While few Palestinians currently live in Gaza’s Israeli-controlled zone, US hopes are understood to rest on the idea that development, security and presumably access to medical care and welfare would be enough to draw people from other areas of Gaza.

But complicating US ambitions is that access to the “green zone” is heavily restricted for Palestinians, a situation that is likely to continue going forward.

According to The New York Times, Israeli security services are likely to conduct background checks on Palestinians seeking shelter in the new compounds, giving Israel a veto over who will be allowed in.

The outlet added that European diplomats have expressed concern that the eventual criteria could exclude large numbers of Palestinians, including civil servants, such as police and medical staff, who have worked under Hamas’s 18-year administration of the enclave as well as their family members.

And aid agencies said the idea of providing aid only to people in certain areas to the exclusion of others goes against humanitarian principles.

“We deliver aid where people are,” said Tamara Alrifai, the director of external relations for the United Nations Palestinian refugee agency, UNRWA. “We don’t provide services where we’d like people to be. That goes against the entire philosophy of aid and development.”

“This is about delivering the services people need to where the people are, not creating an artificial village and imposing what services you think people need onto them,” she said.

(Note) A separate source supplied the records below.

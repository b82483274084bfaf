//! Priority-ordered input dispatch

use crate::error::InputError;
use crate::input::event::InputEvent;
use crate::input::handler::InputHandler;
use crate::utils::panic_message;
use serde::Serialize;
use std::panic::{catch_unwind, AssertUnwindSafe};
use tracing::{debug, error, info};

/// Introspection record for one registered handler
#[derive(Debug, Clone, PartialEq, Eq, Serialize)]
pub struct InputHandlerInfo {
    pub name: String,
    pub priority: i32,
    pub active: bool,
}

/// Ordered chain of input handlers. The first handler to consume an event
/// ends its dispatch.
#[derive(Default)]
pub struct InputHandlerManager {
    handlers: Vec<Box<dyn InputHandler>>,
}

impl InputHandlerManager {
    pub fn new() -> Self {
        Self::default()
    }

    /// Add a handler; names must be unique. Equal priorities keep
    /// registration order.
    pub fn register(&mut self, handler: Box<dyn InputHandler>) -> Result<(), InputError> {
        if self.handlers.iter().any(|h| h.name() == handler.name()) {
            return Err(InputError::DuplicateHandler(handler.name().to_string()));
        }
        info!("🎮 Registered input handler {} (priority {})", handler.name(), handler.priority());
        self.handlers.push(handler);
        self.handlers.sort_by_key(|h| h.priority());
        Ok(())
    }

    /// Remove and return the handler called `name`
    pub fn unregister(&mut self, name: &str) -> Option<Box<dyn InputHandler>> {
        let index = self.handlers.iter().position(|h| h.name() == name)?;
        info!("🎮 Unregistered input handler {}", name);
        Some(self.handlers.remove(index))
    }

    pub fn get_handler(&self, name: &str) -> Option<&dyn InputHandler> {
        self.handlers
            .iter()
            .find(|h| h.name() == name)
            .map(|h| h.as_ref())
    }

    pub fn get_handler_mut(&mut self, name: &str) -> Option<&mut (dyn InputHandler + 'static)> {
        self.handlers
            .iter_mut()
            .find(|h| h.name() == name)
            .map(|h| h.as_mut())
    }

    /// Offer `event` to each active, interested handler in priority order.
    ///
    /// Returns whether a handler consumed it. A handler that errors or panics
    /// is logged and treated as not consuming.
    pub fn process_input(&mut self, event: &InputEvent) -> bool {
        for handler in self.handlers.iter_mut() {
            if !handler.is_active() || !handler.can_handle_input(event) {
                continue;
            }

            let outcome = match catch_unwind(AssertUnwindSafe(|| handler.handle_input(event))) {
                Ok(result) => result,
                Err(panic_info) => Err(InputError::Panicked {
                    handler: handler.name().to_string(),
                    reason: panic_message(panic_info.as_ref()),
                }),
            };

            match outcome {
                Ok(true) => {
                    debug!("🎮 {:?} consumed by {}", event.source(), handler.name());
                    return true;
                }
                Ok(false) => {}
                Err(e) => error!("❌ Input handler {} failed: {}", handler.name(), e),
            }
        }
        false
    }

    /// Handler names in dispatch order
    pub fn handler_names(&self) -> Vec<String> {
        self.handlers.iter().map(|h| h.name().to_string()).collect()
    }

    pub fn handler_count(&self) -> usize {
        self.handlers.len()
    }

    pub fn active_handler_count(&self) -> usize {
        self.handlers.iter().filter(|h| h.is_active()).count()
    }

    pub fn handler_info(&self) -> Vec<InputHandlerInfo> {
        self.handlers
            .iter()
            .map(|h| InputHandlerInfo {
                name: h.name().to_string(),
                priority: h.priority(),
                active: h.is_active(),
            })
            .collect()
    }

    pub fn clear(&mut self) {
        self.handlers.clear();
    }
}

impl std::fmt::Debug for InputHandlerManager {
    fn fmt(&self, f: &mut std::fmt::Formatter<'_>) -> std::fmt::Result {
        f.debug_struct("InputHandlerManager")
            .field("handlers", &self.handler_names())
            .finish()
    }
}
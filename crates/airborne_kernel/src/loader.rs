//! Plugin loading and lifecycle management.
//!
//! The loader owns every plugin instance. Instances are built through a
//! name -> constructor registry, initialized in dependency order, and then
//! driven by the game loop through [`PluginLoader::update_physics`] and the
//! [`MessageSink`] implementation. Every state change goes through
//! [`PluginState::can_transition_to`] and is announced on the event bus as a
//! [`PluginStateChanged`] event.

use crate::builder::PluginSpec;
use crate::context::{ConfigMap, PluginContext, Services};
use crate::dependency::{resolve_load_order, DependencyNode};
use crate::error::{ConfigError, DependencyError, PluginError};
use crate::event::{Event, EventBus};
use crate::messaging::{Message, MessageData, MessagePriority, MessageSink, MessageTopic};
use crate::plugin::{Plugin, PluginInfo, PluginMetadata, PluginState, PluginStatus};
use crate::utils::{current_timestamp, panic_message};
use crate::Result;
use std::collections::{HashMap, HashSet};
use std::panic::{catch_unwind, AssertUnwindSafe};
use std::sync::Arc;
use tracing::{debug, error, info, warn};

/// Sender id used for messages the kernel publishes itself
pub const KERNEL_SENDER: &str = "kernel";

/// Builds plugin instances by name
pub trait PluginFactory: Send + Sync {
    /// Create a new plugin instance
    fn create(&self) -> Result<Box<dyn Plugin>, PluginError>;

    /// Name specs refer to in their `plugin` field
    fn plugin_name(&self) -> &str;
}

/// Plugin factory wrapping a constructor closure
pub struct SimplePluginFactory<F> {
    name: String,
    constructor: F,
}

impl<F> SimplePluginFactory<F>
where
    F: Fn() -> Box<dyn Plugin> + Send + Sync,
{
    pub fn new(name: impl Into<String>, constructor: F) -> Self {
        Self {
            name: name.into(),
            constructor,
        }
    }
}

impl<F> PluginFactory for SimplePluginFactory<F>
where
    F: Fn() -> Box<dyn Plugin> + Send + Sync,
{
    fn create(&self) -> Result<Box<dyn Plugin>, PluginError> {
        Ok((self.constructor)())
    }

    fn plugin_name(&self) -> &str {
        &self.name
    }
}

/// Published on the event bus whenever a plugin changes state
#[derive(Debug, Clone, PartialEq, Eq)]
pub struct PluginStateChanged {
    pub instance_id: String,
    pub from: PluginState,
    pub to: PluginState,
    pub timestamp: u64,
}

impl Event for PluginStateChanged {
    fn timestamp(&self) -> u64 {
        self.timestamp
    }
}

/// Run plugin code, turning a panic into [`PluginError::Panicked`]
fn guarded<T>(call: impl FnOnce() -> Result<T, PluginError>) -> Result<T, PluginError> {
    match catch_unwind(AssertUnwindSafe(call)) {
        Ok(result) => result,
        Err(panic_info) => Err(PluginError::Panicked(panic_message(panic_info.as_ref()))),
    }
}
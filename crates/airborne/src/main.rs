#[tokio::main]
async fn main() -> Result<(), Box<dyn std::error::Error>> {
    lib_airborne::init().await
}
//! Utility functions and helpers

use std::any::Any;
use std::time::{SystemTime, UNIX_EPOCH};

/// Get current timestamp in milliseconds
pub fn current_timestamp() -> u64 {
    SystemTime::now()
        .duration_since(UNIX_EPOCH)
        .unwrap_or_default()
        .as_millis() as u64
}

/// Extract a readable message from a caught panic payload
pub fn panic_message(panic_info: &(dyn Any + Send)) -> String {
    if let Some(s) = panic_info.downcast_ref::<&str>() {
        (*s).to_string()
    } else if let Some(s) = panic_info.downcast_ref::<String>() {
        s.clone()
    } else {
        "unknown panic payload".to_string()
    }
}

/// Deep-merge `overlay` into `base`. Nested objects merge key by key; any
/// other value in `overlay` replaces the one in `base`.
pub fn merge_config(
    base: &mut serde_json::Map<String, serde_json::Value>,
    overlay: &serde_json::Map<String, serde_json::Value>,
) {
    for (key, value) in overlay {
        match (base.get_mut(key), value) {
            (Some(serde_json::Value::Object(existing)), serde_json::Value::Object(incoming)) => {
                merge_config(existing, incoming);
            }
            _ => {
                base.insert(key.clone(), value.clone());
            }
        }
    }
}

#[cfg(test)]
mod tests {
    use super::*;
    use serde_json::json;

    fn as_map(value: serde_json::Value) -> serde_json::Map<String, serde_json::Value> {
        match value {
            serde_json::Value::Object(map) => map,
            _ => panic!("expected object"),
        }
    }

    #[test]
    fn test_timestamp_nonzero() {
        assert!(current_timestamp() > 0);
    }

    #[test]
    fn test_panic_message_variants() {
        let static_payload: Box<dyn Any + Send> = Box::new("boom");
        assert_eq!(panic_message(static_payload.as_ref()), "boom");

        let owned_payload: Box<dyn Any + Send> = Box::new(String::from("owned boom"));
        assert_eq!(panic_message(owned_payload.as_ref()), "owned boom");

        let other_payload: Box<dyn Any + Send> = Box::new(42u8);
        assert_eq!(panic_message(other_payload.as_ref()), "unknown panic payload");
    }

    #[test]
    fn test_merge_config_nested() {
        let mut base = as_map(json!({
            "units": "metric",
            "weather": { "wind": 10, "visibility": 9999 }
        }));
        let overlay = as_map(json!({
            "weather": { "wind": 25 },
            "livery": "classic"
        }));

        merge_config(&mut base, &overlay);

        assert_eq!(base["units"], "metric");
        assert_eq!(base["weather"]["wind"], 25);
        assert_eq!(base["weather"]["visibility"], 9999);
        assert_eq!(base["livery"], "classic");
    }

    #[test]
    fn test_merge_config_scalar_replaces_object() {
        let mut base = as_map(json!({ "weather": { "wind": 10 } }));
        let overlay = as_map(json!({ "weather": "off" }));
        merge_config(&mut base, &overlay);
        assert_eq!(base["weather"], "off");
    }
}
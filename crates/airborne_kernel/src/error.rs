//! Error types for the simulation kernel

/// Main error type for the kernel
#[derive(Debug, thiserror::Error)]
pub enum KernelError {
    /// Plugin metadata was rejected at construction
    #[error("Invalid plugin metadata: {0}")]
    Metadata(#[from] MetadataError),

    /// Plugin lifecycle error
    #[error("Plugin error: {0}")]
    Plugin(#[from] PluginError),

    /// Dependency resolution failed
    #[error("Dependency error: {0}")]
    Dependency(#[from] DependencyError),

    /// Component registry error
    #[error("Registry error: {0}")]
    Registry(#[from] RegistryError),

    /// Plugin configuration error
    #[error("Configuration error: {0}")]
    Config(#[from] ConfigError),

    /// Event dispatch error
    #[error("Event error: {0}")]
    Event(#[from] EventError),

    /// Input dispatch error
    #[error("Input error: {0}")]
    Input(#[from] InputError),
}

/// Rejections raised while building [`crate::PluginMetadata`]
#[derive(Debug, Clone, PartialEq, Eq, thiserror::Error)]
pub enum MetadataError {
    /// A required text field was empty
    #[error("Plugin {0} cannot be empty")]
    EmptyField(&'static str),

    /// `update_priority` outside 0..=1000
    #[error("Update priority must be between 0 and 1000, got {0}")]
    PriorityOutOfRange(u32),
}

/// Errors raised by plugins or by the loader while driving them
#[derive(Debug, thiserror::Error)]
pub enum PluginError {
    /// No constructor registered under this name
    #[error("Plugin not found: {0}")]
    PluginNotFound(String),

    /// Constructor registered twice
    #[error("Plugin factory already registered: {0}")]
    FactoryAlreadyRegistered(String),

    /// Instance id not loaded
    #[error("Plugin instance not loaded: {0}")]
    NotLoaded(String),

    /// `initialize` returned an error
    #[error("Plugin initialization failed for {plugin}: {reason}")]
    InitializationFailed { plugin: String, reason: String },

    /// Plugin reported a runtime failure
    #[error("Plugin runtime error: {0}")]
    RuntimeError(String),

    /// Plugin code panicked
    #[error("Plugin panicked: {0}")]
    Panicked(String),

    /// Lifecycle transition not allowed from the current state
    #[error("Invalid state transition for {plugin}: {from} -> {to}")]
    InvalidTransition {
        plugin: String,
        from: crate::PluginState,
        to: crate::PluginState,
    },
}

/// Dependency resolution failures
#[derive(Debug, Clone, PartialEq, Eq, thiserror::Error)]
pub enum DependencyError {
    /// A plugin depends on something no plugin provides
    #[error("Plugin {plugin} depends on missing {dependency}")]
    Missing { plugin: String, dependency: String },

    /// Plugins that depend on each other in a cycle
    #[error("Circular dependency detected between: {}", .0.join(", "))]
    Cycle(Vec<String>),
}

/// Errors raised by the [`crate::ComponentRegistry`]
#[derive(Debug, thiserror::Error)]
pub enum RegistryError {
    /// Name already registered
    #[error("Component already registered: {0}")]
    AlreadyRegistered(String),

    /// Name unknown
    #[error("Component not registered: {0}")]
    NotRegistered(String),

    /// Component exists but is a different type than requested
    #[error("Component {name} is not a {expected}")]
    TypeMismatch { name: String, expected: &'static str },

    /// Factory refused to build the component
    #[error("Component {name} could not be created: {reason}")]
    CreationFailed { name: String, reason: String },
}

/// Malformed plugin configuration, reported with the offending field
#[derive(Debug, Clone, PartialEq, Eq, thiserror::Error)]
pub enum ConfigError {
    /// A required field is absent or empty
    #[error("Plugin spec {plugin}: missing required field '{field}'")]
    MissingField { plugin: String, field: &'static str },

    /// A field holds an unusable value
    #[error("Plugin spec {plugin}: invalid field '{field}': {reason}")]
    InvalidField {
        plugin: String,
        field: String,
        reason: String,
    },

    /// Two specs share an instance id
    #[error("Duplicate plugin instance id: {0}")]
    DuplicateInstance(String),

    /// Loop or kernel setting out of range
    #[error("Invalid setting '{field}': {reason}")]
    InvalidSetting { field: &'static str, reason: String },
}

/// Errors that can occur during event handling
#[derive(Debug, thiserror::Error)]
pub enum EventError {
    /// Handler execution failed
    #[error("Handler execution failed: {0}")]
    HandlerExecutionFailed(String),
}

/// Errors raised by input handlers and action bindings
#[derive(Debug, thiserror::Error)]
pub enum InputError {
    /// Handler name already registered
    #[error("Input handler already registered: {0}")]
    DuplicateHandler(String),

    /// Action name already registered
    #[error("Action binding already registered: {0}")]
    DuplicateAction(String),

    /// Handler failed while processing an event
    #[error("Input handler {handler} failed: {reason}")]
    HandlerFailed { handler: String, reason: String },

    /// Handler panicked while processing an event
    #[error("Input handler {handler} panicked: {reason}")]
    Panicked { handler: String, reason: String },
}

US planners are said to hope that access to food, security and aid will draw people into the Israeli-controlled ‘green zone’

 

Division, partition and shrunken space

Arab and European officials as well as agencies such as Refugees International have expressed concern that the division of Gaza into red and green zones may pave the way to permanent partition. The idea has also drawn comparisons to the occupations of Baghdad and Kabul, where green zones became effective Western enclaves.

However, the suggestion of dividing Gaza is not entirely new. Speaking in April, Netanyahu spoke of plans to “divide up” Gaza by building a new Israel-controlled security corridor between Rafah and Khan Younis, suggesting Israel was preparing to separate the two cities.

As recently as September, far-right Israeli Finance Minister Bezalel Smotrich characterised Gaza as a “real estate bonanza”, telling an audience that he was already in negotiations with the Americans on how to divide up the enclave after the war.

Smotrich and other Israeli settler leaders have consistently called for Israel to create illegal settlements for Jewish Israelis in Gaza and essentially force the Palestinian population out in what would amount to ethnic cleansing.

“How can you divide it?” Yossi Mekelberg of Chatham House asked rhetorically. “You can’t squeeze 2 million people into a space even smaller than that which they’re already in.”


“Imposing an Israeli or American solution onto Gaza just isn’t going to work. If you’re going to even try to achieve something lasting, you need to begin with an understanding of Gaza’s history, culture and trauma,” Mekelberg added. “Palestinians need to be part of any settlement, or it’s never going to be stable.”

In Gaza, news of US and Israeli plans for the future of Palestinians is doing little to reassure a population battered and displaced after two years of Israeli assaults. “No one has talked to us. No one has thought about what people here need,” Hussein said. “What about people’s homes and land? Do they just give them up to go and live in a container?”